Pursuant to the terms of the Transaction, the Company acquired all of the issued and outstanding shares of IDEX through a three-cornered amalgamation involving a wholly-owned subsidiary of the Company and IDEX. All outstanding securities of IDEX were exchanged for post-Consolidation securities of the Company on a 1:1 basis. In connection with the Transaction, the Company issued 36,192,113 common shares to former shareholders of IDEX. Further details regarding the Transaction can be found in the company's Filing Statement (the “Filing Statement”) dated May 20, 2025 filed under the company's profile on SEDAR+.
Subject to receipt of final approval of the Exchange, it is anticipated that the common shares of the Company will commence trading on the Exchange under the ticker symbol "IDEX" on or about June 10, 2025 as a Tier 2 issuer.
In connection with the Transaction, in accordance with the requirements of the Exchange, certain securityholders of the Company have entered into a Tier 2 Value Security Escrow Agreement (the “Escrow Agreement”) in respect of 17,141,667 common shares, 950,000 stock options and 4,100,000 restricted stock units of the Company.
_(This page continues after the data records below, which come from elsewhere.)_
use std::sync::Arc;

use keypool_core::bucket::{BucketParams, KeyId};
use keypool_core::config::Config;
use keypool_core::db::{BucketQueries, ConsumeRequest, InMemoryKeyRecords};
use keypool_core::pool::{KeyEvent, KeyPool};
use keypool_core::selection::{CandidatePoolHint, SelectionMode};

use crate::common::isolated_store;

#[tokio::test(flavor = "multi_thread")]
async fn test_selection_skips_drained_keys() {
    let store = isolated_store().await;
    let records = Arc::new(InMemoryKeyRecords::with_active([1, 2, 3]));
    let pool = KeyPool::new(store.clone(), records, &Config::default());

    for key_id in [1, 2] {
        store
            .consume(ConsumeRequest {
                key_id: KeyId(key_id),
                requested_milli: 10_000,
                params: BucketParams::new(10, 1.0),
            })
            .await
            .unwrap();
    }

    let selection = pool.select_key(&CandidatePoolHint::default()).await.unwrap();
    assert_eq!(selection.key_id, KeyId(3));
    assert_eq!(selection.mode, SelectionMode::Weighted);
    assert_eq!(selection.tokens_remaining, Some(9.0));
}

#[tokio::test(flavor = "multi_thread")]
async fn test_deleted_key_event_removes_bucket() {
    let store = isolated_store().await;
    let records = Arc::new(InMemoryKeyRecords::with_active([5]));
    let pool = KeyPool::new(store.clone(), records.clone(), &Config::default());

    pool.select_key(&CandidatePoolHint::default()).await.unwrap();
    assert_eq!(store.count().await.unwrap(), 1);

    records.remove(KeyId(5));
    let report = pool
        .handle_key_event(KeyEvent::Deleted { key_id: KeyId(5) })
        .await
        .unwrap();
    assert_eq!(report.buckets_deleted, 1);
    assert_eq!(store.count().await.unwrap(), 0);
    assert!(pool.active_key_ids().await.unwrap().is_empty());
}
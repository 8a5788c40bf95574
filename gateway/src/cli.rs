//! CLI argument definitions for the keypool gateway.
//!
//! This file should remain minimal, containing only CLI argument struct definitions.

use std::path::PathBuf;

use clap::{Args, Parser};
use keypool_core::observability::LogFormat;

#[derive(Parser, Debug)]
#[command(version, about)]
pub struct GatewayArgs {
    /// Path to the TOML config file. Incompatible with `--default-config`
    #[arg(long)]
    pub config_file: Option<PathBuf>,

    /// Use the built-in defaults. Incompatible with `--config-file`
    #[arg(long)]
    pub default_config: bool,

    /// Sets the log format used for all gateway logs.
    #[arg(long)]
    #[arg(value_enum)]
    #[clap(default_value_t = LogFormat::default())]
    pub log_format: LogFormat,

    /// These commands trigger some workflow then exit without launching the gateway.
    #[command(flatten)]
    pub early_exit_commands: EarlyExitCommands,
}

#[derive(Args, Debug)]
#[group(multiple = false)]
pub struct EarlyExitCommands {
    /// Load and validate the config file, then exit.
    #[arg(long)]
    pub check_config: bool,
}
Under the terms of the Escrow Agreement, 10% of such escrowed securities will be released upon issuance of the final bulletin of the Exchange in respect of the Transaction, with subsequent 15% releases occurring 6, 12, 18, 24 and 30 months from such date.
Going forward, the Company will be a natural resource company engaged in the acquisition, development and operation of mineral properties, with its principal focus at this stage on the exploration and development of IDEX’s Freeze Project in the State of Idaho.
Concurrent Financings
As previously announced, IDEX completed a brokered subscription receipt financing (the “SR Offering”) with Canaccord Genuity Corp., Red Cloud Securities Inc. and Research Capital Corporation (collectively, the “Agents”) for gross proceeds of $4,410,000. In connection with the completion of the Transaction, each subscription receipt converted into one common share and one-half of a warrant of IDEX, which were immediately exchanged for post-Consolidation common shares and warrants of the Company pursuant to the Transaction. In connection with the conversion of the subscription receipts the proceeds of the SR Offering were released from escrow.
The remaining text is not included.